Of historical significance is the title track “Tenor Madness” because it is the only recorded summit between Rollins and Trane. Rollins, in essence, stands in for Miles with the Quintet as the rest of the band (Garland, Paul Chambers, and Philly Joe Jones) plays in support. What is impressive is that rather than hearing two young guns on the rise, blowing and wailing away to outdo the other, their different styles blend extremely well together as they trade licks, revealing a respect for each other and the music.
Although Side Steps only covers a limited period of time, close to 18 months, Coltrane’s growth as a player is still noticeable over the course of the set. In April 1957, Miles Davis kicked Trane out of his quintet due to what Miles told Downbeat was “junkie shit.” After the Waldron recording sessions on April 19th, Trane headed to Philadelphia and kicked his habit. During the latter half of ’57, he began playing with Thelonius Monk and also recorded albums as a leader, such as Blue Train for Blue Note. Trane revealed on the liner notes for A Love Supreme he experienced a spiritual awakening this year .

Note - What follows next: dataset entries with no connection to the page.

use crate::domain::models::JsonOut;
use serde::Serialize;

fn render<T: Serialize>(data: T) -> anyhow::Result<String> {
    Ok(serde_json::to_string_pretty(&JsonOut { ok: true, data })?)
}

/// Rows as tab-separated text, or one `{"ok": true, "data": [...]}` document.
pub fn print_out<T: Serialize>(
    json: bool,
    data: &[T],
    row: impl Fn(&T) -> String,
) -> anyhow::Result<()> {
    if json {
        println!("{}", render(data)?);
    } else {
        for d in data {
            println!("{}", row(d));
        }
    }
    Ok(())
}

pub fn print_one<T: Serialize>(
    json: bool,
    data: T,
    text: impl Fn(&T) -> String,
) -> anyhow::Result<()> {
    if json {
        println!("{}", render(data)?);
    } else {
        println!("{}", text(&data));
    }
    Ok(())
}

/// `-` for missing numbers in text output.
pub fn opt_num(v: Option<f64>) -> String {
    v.map(|n| n.to_string()).unwrap_or_else(|| "-".to_string())
}
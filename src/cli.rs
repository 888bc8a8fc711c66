use clap::{Parser, Subcommand};
use std::path::PathBuf;

#[derive(Parser, Debug)]
#[command(
    name = "humanklu",
    version,
    about = "HumanKlu calibration pipeline: score, certify and ledger AI-generated reports"
)]
pub struct Cli {
    #[arg(long, global = true, help = "Output machine-readable JSON")]
    pub json: bool,
    #[arg(
        long,
        global = true,
        help = "Ledger file (overrides config and the output-relative default)"
    )]
    pub ledger: Option<PathBuf>,
    #[arg(long, short, global = true, help = "Debug logging on stderr")]
    pub verbose: bool,
    #[command(subcommand)]
    pub command: Commands,
}

#[derive(Subcommand, Debug)]
pub enum Commands {
    /// Full pipeline for one report: artifacts plus a ledger entry.
    Run {
        #[arg(long)]
        input: PathBuf,
        #[arg(long, help = "Run folder to create")]
        output: PathBuf,
        #[arg(long, help = "Report id to use instead of a generated HK-<year>-XXXXXX")]
        run_id: Option<String>,
        #[arg(long, default_value_t = false, help = "Replace an existing run folder")]
        force: bool,
    },
    /// Dry run: score and certify without writing anything.
    Score {
        #[arg(long)]
        input: PathBuf,
    },
    /// Run every *.json in a directory and write summary.json.
    Batch {
        #[arg(long)]
        inputs: PathBuf,
        #[arg(long)]
        output: PathBuf,
        #[arg(long, default_value_t = false)]
        force: bool,
    },
    /// Inspect the hash-chained run ledger.
    Ledger {
        #[command(subcommand)]
        command: LedgerCommands,
    },
}

#[derive(Subcommand, Debug)]
pub enum LedgerCommands {
    /// Recompute the chain from genesis.
    Verify,
    /// Print every entry in append order.
    List,
}
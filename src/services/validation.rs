use crate::domain::constants::{
    DEFAULT_CLAIM_CONFIDENCE, DEFAULT_TOPIC, DIMENSION_CODES, SCORE_MAX, SCORE_MIN,
};
use crate::domain::models::{
    Author, Claim, DimensionScore, Dimensions, EvidenceType, ReportInput, Source,
};
use crate::error::{HkError, HkResult};
use serde::Deserialize;
use serde_json::{Map, Value};
use std::path::Path;

#[derive(Debug, Deserialize)]
struct RawDimension {
    #[serde(default)]
    score: Option<f64>,
    #[serde(default)]
    rationale: String,
}

#[derive(Debug, Deserialize)]
struct RawClaim {
    #[serde(default)]
    claim_id: Option<String>,
    #[serde(default)]
    text: Option<String>,
    #[serde(default)]
    evidence_type: EvidenceType,
    #[serde(default)]
    source: Option<Source>,
    #[serde(default)]
    source_url: Option<String>,
    #[serde(default)]
    confidence: Option<f64>,
    #[serde(default)]
    claim_flags: Vec<String>,
    #[serde(default)]
    notes: String,
}

pub fn load_report(path: &Path) -> HkResult<ReportInput> {
    let raw = std::fs::read_to_string(path).map_err(|e| HkError::io(path, e))?;
    parse_report(&raw)
}

/// Parses and validates a report document. Every failure names the offending field.
pub fn parse_report(raw: &str) -> HkResult<ReportInput> {
    let value: Value =
        serde_json::from_str(raw).map_err(|e| HkError::validation("<document>", e.to_string()))?;
    let Value::Object(mut doc) = value else {
        return Err(HkError::validation("<document>", "expected a JSON object"));
    };

    let title = take_string(&mut doc, "title")?
        .map(|t| t.trim().to_string())
        .filter(|t| !t.is_empty())
        .ok_or_else(|| HkError::validation("title", "required and must be non-empty"))?;
    let topic = take_string(&mut doc, "topic")?
        .filter(|t| !t.trim().is_empty())
        .unwrap_or_else(|| DEFAULT_TOPIC.to_string());
    let summary = take_string(&mut doc, "summary")?.unwrap_or_default();

    let author = match doc.remove("author") {
        None | Some(Value::Null) => Author::default(),
        Some(v) => serde_json::from_value(v)
            .map_err(|e| HkError::validation("author", e.to_string()))?,
    };

    let mut dims = match doc.remove("dimensions") {
        None | Some(Value::Null) => return Err(HkError::validation("dimensions", "required")),
        Some(Value::Object(map)) => map,
        Some(other) => {
            return Err(HkError::validation(
                "dimensions",
                format!("expected an object, got {}", kind(&other)),
            ))
        }
    };
    let dimensions = Dimensions {
        evid: take_dimension(&mut dims, DIMENSION_CODES[0])?,
        mech: take_dimension(&mut dims, DIMENSION_CODES[1])?,
        inc: take_dimension(&mut dims, DIMENSION_CODES[2])?,
        risk: take_dimension(&mut dims, DIMENSION_CODES[3])?,
        spec: take_dimension(&mut dims, DIMENSION_CODES[4])?,
    };
    if let Some(extra) = dims.keys().next() {
        return Err(HkError::validation(
            format!("dimensions.{}", extra),
            format!("unknown dimension code (expected {})", DIMENSION_CODES.join(", ")),
        ));
    }

    let hallucination_flags = take_array(&mut doc, "hallucination_flags")?
        .into_iter()
        .enumerate()
        .map(|(i, v)| match v {
            Value::String(s) => Ok(s),
            other => Err(HkError::validation(
                format!("hallucination_flags[{}]", i),
                format!("expected a string, got {}", kind(&other)),
            )),
        })
        .collect::<HkResult<Vec<_>>>()?;

    let claims = take_array(&mut doc, "claims")?
        .into_iter()
        .enumerate()
        .map(|(i, v)| parse_claim(i, v))
        .collect::<HkResult<Vec<_>>>()?;

    Ok(ReportInput {
        title,
        topic,
        summary,
        author,
        dimensions,
        hallucination_flags,
        claims,
    })
}

fn kind(v: &Value) -> &'static str {
    match v {
        Value::Null => "null",
        Value::Bool(_) => "a boolean",
        Value::Number(_) => "a number",
        Value::String(_) => "a string",
        Value::Array(_) => "an array",
        Value::Object(_) => "an object",
    }
}

/// Missing and `null` are both `None`.
fn take_string(doc: &mut Map<String, Value>, field: &str) -> HkResult<Option<String>> {
    match doc.remove(field) {
        None | Some(Value::Null) => Ok(None),
        Some(Value::String(s)) => Ok(Some(s)),
        Some(other) => Err(HkError::validation(
            field,
            format!("expected a string, got {}", kind(&other)),
        )),
    }
}

fn take_array(doc: &mut Map<String, Value>, field: &str) -> HkResult<Vec<Value>> {
    match doc.remove(field) {
        None | Some(Value::Null) => Ok(Vec::new()),
        Some(Value::Array(items)) => Ok(items),
        Some(other) => Err(HkError::validation(
            field,
            format!("expected an array, got {}", kind(&other)),
        )),
    }
}

fn take_dimension(dims: &mut Map<String, Value>, code: &str) -> HkResult<DimensionScore> {
    let field = format!("dimensions.{}", code);
    let value = dims
        .remove(code)
        .ok_or_else(|| HkError::validation(&field, "required dimension missing"))?;
    let raw: RawDimension =
        serde_json::from_value(value).map_err(|e| HkError::validation(&field, e.to_string()))?;
    let score = raw
        .score
        .ok_or_else(|| HkError::validation(format!("{}.score", field), "required"))?;
    if !score.is_finite() || !(SCORE_MIN..=SCORE_MAX).contains(&score) {
        return Err(HkError::validation(
            format!("{}.score", field),
            format!("{} is outside [{}, {}]", score, SCORE_MIN, SCORE_MAX),
        ));
    }
    Ok(DimensionScore {
        score,
        rationale: raw.rationale,
    })
}

fn parse_claim(index: usize, value: Value) -> HkResult<Claim> {
    let field = format!("claims[{}]", index);
    let raw: RawClaim =
        serde_json::from_value(value).map_err(|e| HkError::validation(&field, e.to_string()))?;
    let text = raw.text.filter(|t| !t.trim().is_empty()).ok_or_else(|| {
        HkError::validation(format!("{}.text", field), "required and must be non-empty")
    })?;
    let confidence = raw.confidence.unwrap_or(DEFAULT_CLAIM_CONFIDENCE);
    if !confidence.is_finite() || !(0.0..=1.0).contains(&confidence) {
        return Err(HkError::validation(
            format!("{}.confidence", field),
            format!("{} is outside [0, 1]", confidence),
        ));
    }
    Ok(Claim {
        claim_id: raw
            .claim_id
            .filter(|id| !id.trim().is_empty())
            .unwrap_or_else(|| format!("CLM-{:03}", index + 1)),
        text,
        evidence_type: raw.evidence_type,
        source: raw.source,
        source_url: raw.source_url,
        confidence,
        claim_flags: raw.claim_flags,
        notes: raw.notes,
    })
}

#[cfg(test)]
mod tests {
    use super::*;
    use serde_json::json;

    fn base() -> Value {
        json!({
            "title": "Vendor X security posture",
            "author": {"model_version": "model-a", "organization": "Acme"},
            "dimensions": {
                "EVID": {"score": 8.0, "rationale": "sourced"},
                "MECH": {"score": 7.0},
                "INC":  {"score": 7.0},
                "RISK": {"score": 7.0},
                "SPEC": {"score": 7.0}
            },
            "claims": [
                {"text": "Vendor publishes a SOC2 report", "evidence_type": "VERIFIED",
                 "source": {"type": "WEB", "uri": "https://example.com/soc2", "title": "SOC2"}},
                {"text": "Pricing is likely usage based"}
            ]
        })
    }

    fn err_field(v: Value) -> String {
        match parse_report(&v.to_string()) {
            Err(HkError::Validation { field, .. }) => field,
            other => panic!("expected validation error, got {:?}", other),
        }
    }

    #[test]
    fn parses_defaults_and_assigns_claim_ids() {
        let r = parse_report(&base().to_string()).unwrap();
        assert_eq!(r.topic, "General");
        assert_eq!(r.claims[0].claim_id, "CLM-001");
        assert_eq!(r.claims[1].claim_id, "CLM-002");
        assert_eq!(r.claims[1].evidence_type, EvidenceType::Inferred);
        assert_eq!(r.claims[1].confidence, 0.5);
        assert_eq!(r.dimensions.evid.rationale, "sourced");
        assert_eq!(r.author.organization.as_deref(), Some("Acme"));
    }

    #[test]
    fn out_of_range_score_names_the_dimension() {
        let mut v = base();
        v["dimensions"]["RISK"]["score"] = json!(10.5);
        assert_eq!(err_field(v), "dimensions.RISK.score");
    }

    #[test]
    fn boundary_scores_are_accepted() {
        let mut v = base();
        v["dimensions"]["MECH"]["score"] = json!(0.0);
        v["dimensions"]["INC"]["score"] = json!(10.0);
        assert!(parse_report(&v.to_string()).is_ok());
    }

    #[test]
    fn missing_dimension_and_title_are_reported() {
        let mut v = base();
        v["dimensions"].as_object_mut().unwrap().remove("SPEC");
        assert_eq!(err_field(v), "dimensions.SPEC");

        let mut v = base();
        v.as_object_mut().unwrap().remove("title");
        assert_eq!(err_field(v), "title");

        let mut v = base();
        v.as_object_mut().unwrap().remove("dimensions");
        assert_eq!(err_field(v), "dimensions");
    }

    #[test]
    fn malformed_claim_is_reported_by_index() {
        let mut v = base();
        v["claims"][1]["evidence_type"] = json!("GUESSED");
        assert_eq!(err_field(v), "claims[1]");

        let mut v = base();
        v["claims"][0]["text"] = json!("  ");
        assert_eq!(err_field(v), "claims[0].text");
    }

    #[test]
    fn unknown_dimension_code_is_rejected() {
        let mut v = base();
        v["dimensions"]["VIBE"] = json!({"score": 5.0});
        assert_eq!(err_field(v), "dimensions.VIBE");
    }

    #[test]
    fn mistyped_top_level_fields_are_named() {
        let cases = [
            ("title", json!(5)),
            ("topic", json!(["a"])),
            ("summary", json!({"text": "x"})),
            ("hallucination_flags", json!("x")),
            ("claims", json!({"text": "x"})),
            ("dimensions", json!([1, 2])),
        ];
        for (field, bad) in cases {
            let mut v = base();
            v[field] = bad;
            assert_eq!(err_field(v), field);
        }

        let mut v = base();
        v["hallucination_flags"] = json!(["ok", 3]);
        assert_eq!(err_field(v), "hallucination_flags[1]");
    }

    #[test]
    fn null_optional_fields_take_defaults() {
        let mut v = base();
        v["topic"] = Value::Null;
        v["summary"] = Value::Null;
        v["claims"] = Value::Null;
        let r = parse_report(&v.to_string()).unwrap();
        assert_eq!(r.topic, "General");
        assert!(r.summary.is_empty() && r.claims.is_empty());
    }

    #[test]
    fn input_claim_flags_are_kept() {
        let mut v = base();
        v["claims"][1]["claim_flags"] = json!(["NEEDS_FOLLOWUP"]);
        let r = parse_report(&v.to_string()).unwrap();
        assert_eq!(r.claims[1].claim_flags, vec!["NEEDS_FOLLOWUP".to_string()]);
        assert!(r.claims[0].claim_flags.is_empty());
    }

    #[test]
    fn invalid_json_is_a_document_error() {
        assert!(matches!(
            parse_report("{not json"),
            Err(HkError::Validation { ref field, .. }) if field == "<document>"
        ));
        assert_eq!(err_field(json!([1, 2])), "<document>");
    }
}
//! Command handler layer.
//!
//! ## Files
//! - `admin.rs`: `ledger verify` / `ledger list`.
//! - `runtime.rs`: `run`, `score`, `batch`.
//!
//! Handlers resolve paths and options from flags and config, call one service
//! and print the result. Output schema stays stable across releases.

pub mod admin;
pub mod runtime;

pub use admin::handle_ledger_commands;
pub use runtime::handle_runtime_commands;
use chrono::{Datelike, SecondsFormat, Utc};
use rand::Rng;

const ID_CHARS: &[u8] = b"ABCDEFGHIJKLMNOPQRSTUVWXYZ0123456789";

fn random_suffix(len: usize) -> String {
    let mut rng = rand::thread_rng();
    (0..len)
        .map(|_| ID_CHARS[rng.gen_range(0..ID_CHARS.len())] as char)
        .collect()
}

/// RFC 3339 UTC with a `Z` suffix.
pub fn now_rfc3339() -> String {
    Utc::now().to_rfc3339_opts(SecondsFormat::Micros, true)
}

pub fn report_id() -> String {
    format!("HK-{}-{}", Utc::now().year(), random_suffix(6))
}

pub fn audit_id() -> String {
    format!("AUD-{}-{}", Utc::now().year(), random_suffix(8))
}

pub fn ledger_entry_id() -> String {
    format!("LED-{}-{}", Utc::now().timestamp_millis(), random_suffix(4))
}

What I enjoyed most about Side Steps was discovering talented artists I was not aware of. It’s expected to hear Trane blow his horn well, but I was surprised and very intrigued by Draper playing tuba at a time in jazz when it was not a popular instrument. Also catching my ear for its uniqueness is Jerome Richardson on flute in Ammons’ octet, which finds Trane playing alto sax. “The Real McCoy” is credited as his first recoding on that horn
Side Steps contains Kahn’s well-written and researched liner notes that reveal the history of Trane and these sessions, original album liner notes, a sessionography identifying the players, and an informative interview by Kahn with producer/Prestige record-label owner Bob Weinstock from February 2001.
For those who don’t already own the original albums, Side Steps is a great collection to immerse oneself in. It helps complete the picture of John Coltrane and provides glimpses of some of his lesser-known contemporaries, who deserve to be heard and remembered. Although I am not thrilled with the way the packaging holds the discs (one needs to slip them between a small bit of cardboard, which could lead to scratching), I cannot recommend this set enough.